WEYERHAEUSER CO false 0000106535 0000106535 2022-03-08 2022-03-08

 

 

UNITED STATES

SECURITIES AND EXCHANGE COMMISSION

Washington, D.C. 20549

 

 

FORM 8-K

 

 

CURRENT REPORT

Pursuant to Section 13 or 15(d)

of the Securities Exchange Act of 1934

Date of Report (Date of earliest event reported): March 8, 2022

 

 

WEYERHAEUSER COMPANY

(Exact name of registrant as specified in charter)

 

 

 

Washington   1-4825   91-0470860

(State or other jurisdiction of

incorporation or organization)

 

(Commission

File Number)

 

(IRS Employer

Identification Number)

220 Occidental Avenue South

Seattle, Washington 98104-7800

(Address of principal executive offices)

(zip code)

Registrant’s telephone number, including area code:

(206) 539-3000

 

 

Check the appropriate box below if the Form 8-K filing is intended to simultaneously satisfy the filing obligation of the registrant under any of the following provisions:

 

Written communications pursuant to Rule 425 under the Securities Act (17 CFR 230.425)

 

Soliciting material pursuant to Rule 14a-12 under the Exchange Act (17 CFR 240.14a-12)

 

Pre-commencement communications pursuant to Rule 14d-2(b) under the Exchange Act (17 CFR 240.14d-2(b))

 

Pre-commencement communications pursuant to Rule 13e-4(c) under the Exchange Act (17 CFR 240.13e-4(c))
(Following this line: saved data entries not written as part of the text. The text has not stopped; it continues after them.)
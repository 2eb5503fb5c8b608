//! Main parser coordinator
//!
//! This module provides the [`Parser`] struct and core parsing
//! infrastructure: the materialized token vector, cursor helpers, the
//! [`ParseError`] type, and the recovery machinery that turns errors into
//! collected diagnostics.
//!
//! # Parser Architecture
//!
//! The Parser uses a recursive descent approach with the following
//! organization:
//! - This module: Parser struct, helper methods, and coordination
//! - `declarations`: Parsing struct, function, and variable declarations
//! - `statements`: Parsing statements (if, while, for, etc.)
//! - `expressions`: Parsing expressions with precedence climbing
//!
//! Parser methods are split across multiple files using `impl Parser`
//! blocks, allowing each module to extend the Parser with related
//! functionality while maintaining access to the shared parser state.
//!
//! # Error handling
//!
//! Internal parse routines return `Result<_, ParseError>` and propagate with
//! `?`. Errors never escape [`Parser::parse`]: the statement loop inside a
//! compound statement and the top-level declaration loop catch them, record
//! a diagnostic, resynchronize to the next statement boundary, and continue.
//! The result is a best-effort partial tree plus the ordered diagnostic
//! list; the caller decides whether to go on to later stages.

use crate::diagnostics::Diagnostic;
use crate::parser::ast::{TokenSpan, TranslationUnit};
use crate::parser::lexer::{Lexer, Token, TokenKind};
use crate::source::SourceLocation;
use std::fmt;
use std::io;
use std::path::Path;

/// Error produced when a parse routine cannot make progress.
///
/// These are internal: recovery points convert them into [`Diagnostic`]s
/// before `parse` returns.
#[derive(Debug, Clone)]
pub struct ParseError {
    pub message: String,
    pub location: SourceLocation,
}

impl ParseError {
    pub(crate) fn new(message: impl Into<String>, location: SourceLocation) -> Self {
        Self {
            message: message.into(),
            location,
        }
    }
}

impl fmt::Display for ParseError {
    fn fmt(&self, f: &mut fmt::Formatter<'_>) -> fmt::Result {
        write!(f, "parse error at {}: {}", self.location, self.message)
    }
}

impl std::error::Error for ParseError {}

impl From<ParseError> for Diagnostic {
    fn from(err: ParseError) -> Self {
        Diagnostic::syntax(err.message, err.location)
    }
}

pub(crate) type ParseResult<T> = Result<T, ParseError>;

/// Everything one parse produces: the best-effort tree and the lexical and
/// syntax diagnostics collected along the way, in order of discovery.
#[derive(Debug)]
pub struct ParseOutcome {
    pub unit: TranslationUnit,
    pub diagnostics: Vec<Diagnostic>,
}

impl ParseOutcome {
    /// True when no diagnostics were recorded.
    pub fn is_clean(&self) -> bool {
        self.diagnostics.is_empty()
    }
}

/// Recursive descent parser for the C0 grammar subset.
///
/// Construction runs the lexer to exhaustion, materializing the full token
/// vector (including the single trailing end-of-file token) before any
/// parsing begins, trading streaming for unlimited index-based lookahead.
/// The cursor only ever moves forward.
pub struct Parser {
    tokens: Vec<Token>,
    position: usize,
    eof_token: Token,
    diagnostics: Vec<Diagnostic>,
}

impl Parser {
    /// Lex and parse a source file. Fails only with an IO error; lexical
    /// and syntax problems surface as diagnostics on the [`ParseOutcome`].
    pub fn from_file(path: impl AsRef<Path>) -> io::Result<Self> {
        Ok(Self::with_lexer(Lexer::from_file(path)?))
    }

    /// Build a parser over source text the caller already holds.
    pub fn from_source(source: &str) -> Self {
        Self::with_lexer(Lexer::from_source(source))
    }

    fn with_lexer(mut lexer: Lexer) -> Self {
        let mut tokens = Vec::new();
        loop {
            let token = lexer.next_token();
            let done = token.is_eof();
            tokens.push(token);
            if done {
                break;
            }
        }

        let end_location = match tokens.last() {
            Some(token) => token.location,
            None => SourceLocation::start(),
        };

        Self {
            tokens,
            position: 0,
            eof_token: Token::eof(end_location),
            diagnostics: lexer.take_diagnostics(),
        }
    }

    /// Parse the whole translation unit.
    ///
    /// Top-level declarations are parsed until the token vector is
    /// exhausted; a declaration that fails is reported and skipped.
    pub fn parse(mut self) -> ParseOutcome {
        let start = self.position;
        let location = self.peek(0).location;

        let mut declarations = Vec::new();
        while !self.at_end() {
            match self.parse_declaration() {
                Ok(decl) => declarations.push(decl),
                Err(err) => {
                    self.report(err);
                    let stalled = self.position;
                    self.synchronize();
                    if self.position == stalled {
                        // stray token (e.g. an unmatched '}'), step over it
                        self.advance();
                    }
                }
            }
        }

        let unit = TranslationUnit {
            declarations,
            span: self.span_from(start),
            location,
        };
        ParseOutcome {
            unit,
            diagnostics: self.diagnostics,
        }
    }

    // ===== Cursor helpers =====

    /// Token at `cursor + k`, or the synthesized end-of-file token when the
    /// index runs past the vector.
    pub(crate) fn peek(&self, k: usize) -> &Token {
        self.tokens.get(self.position + k).unwrap_or(&self.eof_token)
    }

    pub(crate) fn peek_kind(&self, k: usize) -> &TokenKind {
        &self.peek(k).kind
    }

    /// Consume and return the current token. Past the end this returns the
    /// end-of-file token and leaves the cursor where it is.
    pub(crate) fn advance(&mut self) -> Token {
        let token = self.peek(0).clone();
        if self.position < self.tokens.len() {
            self.position += 1;
        }
        token
    }

    pub(crate) fn at_end(&self) -> bool {
        matches!(self.peek_kind(0), TokenKind::Eof)
    }

    /// True if the current token has the given kind (payloads ignored).
    pub(crate) fn check(&self, kind: &TokenKind) -> bool {
        self.peek_kind(0).same_kind(kind)
    }

    /// Consume the current token and return true only if it matches.
    pub(crate) fn match_kind(&mut self, kind: &TokenKind) -> bool {
        if self.check(kind) {
            self.advance();
            true
        } else {
            false
        }
    }

    /// Consume a token of the given kind or fail with "expected `what`".
    pub(crate) fn expect(&mut self, kind: &TokenKind, what: &str) -> ParseResult<Token> {
        if self.check(kind) {
            Ok(self.advance())
        } else {
            Err(self.error_here(format!("expected {}, found {}", what, self.peek(0))))
        }
    }

    pub(crate) fn expect_identifier(&mut self, what: &str) -> ParseResult<Token> {
        self.expect(&TokenKind::Identifier, what)
    }

    pub(crate) fn error_here(&self, message: impl Into<String>) -> ParseError {
        ParseError::new(message, self.peek(0).location)
    }

    /// Half-open token range from `start` to the current cursor.
    pub(crate) fn span_from(&self, start: usize) -> TokenSpan {
        TokenSpan::new(start, self.position)
    }

    pub(crate) fn cursor(&self) -> usize {
        self.position
    }

    pub(crate) fn report(&mut self, err: ParseError) {
        self.diagnostics.push(err.into());
    }

    /// Skip to the next statement boundary: just past a `;` at the current
    /// brace depth, or in front of a closing `}` (left for the enclosing
    /// block to consume), or end of input.
    pub(crate) fn synchronize(&mut self) {
        let mut depth = 0usize;
        while !self.at_end() {
            match self.peek_kind(0).clone() {
                TokenKind::Semicolon if depth == 0 => {
                    self.advance();
                    return;
                }
                TokenKind::LBrace => {
                    depth += 1;
                    self.advance();
                }
                TokenKind::RBrace => {
                    if depth == 0 {
                        return;
                    }
                    depth -= 1;
                    self.advance();
                }
                _ => {
                    self.advance();
                }
            }
        }
    }
}

#[cfg(test)]
mod tests {
    use super::*;

    #[test]
    fn test_token_vector_ends_in_single_eof() {
        let parser = Parser::from_source("int x = 1;");
        let eofs = parser.tokens.iter().filter(|t| t.is_eof()).count();
        assert_eq!(eofs, 1);
        assert!(parser.tokens.last().is_some_and(Token::is_eof));
    }

    #[test]
    fn test_peek_past_end_synthesizes_eof() {
        let parser = Parser::from_source("x");
        assert!(parser.peek(100).is_eof());
    }

    #[test]
    fn test_empty_input_parses_to_empty_unit() {
        let outcome = Parser::from_source("").parse();
        assert!(outcome.is_clean());
        assert!(outcome.unit.declarations.is_empty());
    }

    #[test]
    fn test_synchronize_stops_past_semicolon() {
        let mut parser = Parser::from_source("a b ; c");
        parser.synchronize();
        assert_eq!(parser.peek(0).lexeme, "c");
    }

    #[test]
    fn test_synchronize_stops_before_closing_brace() {
        let mut parser = Parser::from_source("a { ; } b }");
        parser.synchronize();
        // the inner braces are skipped whole; the stray '}' is left alone
        assert!(matches!(parser.peek_kind(0), TokenKind::RBrace));
    }
}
Securities registered pursuant to Section 12(b) of the Act:

 

Title of each class

 

Trading

Symbol(s)

 

Name of each exchange

on which registered

Common Stock, par value $1.25 per share   WY   New York Stock Exchange

Indicate by check mark whether the registrant is an emerging growth company as defined in Rule 405 of the Securities Act of 1933 or Rule 12b-2 of the Securities Exchange Act of 1934:

      Emerging growth company

 

If an emerging growth company, indicate by check mark if the registrant has elected not to use the extended transition period for complying with any new or revised financial accounting standards provided pursuant to Section 13(a) of the Exchange Act.

 

 

 


Section 8. Other Events

 

Item 8.01

Other Events.

Notes Issuance

On March 9, 2022, Weyerhaeuser Company (“Weyerhaeuser”) issued $450,000,000 aggregate principal amount of its 3.375% Notes due 2033 (the “2033 Notes”) and $450,000,000 aggregate principal amount of its 4.000% Notes due 2052 (the “2052 Notes” and together with the 2033 Notes, the “Notes”).

The Notes were issued pursuant to an Indenture, dated as of April 1, 1986, as amended and supplemented by a First Supplemental Indenture thereto dated as of February 15, 1991, a Second Supplemental Indenture thereto dated as of February 1, 1993, a Third Supplemental Indenture thereto dated as of October 22, 2001, a Fourth Supplemental Indenture thereto dated as of March 12, 2002 and a Fifth Supplemental Indenture thereto dated as of March 30, 2020 (the “Fifth Supplemental Indenture”) (collectively, the “Indenture”), each between Weyerhaeuser and The Bank of New York Mellon Trust Company, N.A. (as successor to JPMorgan Chase Bank, formerly known as The Chase Manhattan Bank and Chemical Bank), a national banking association, as trustee.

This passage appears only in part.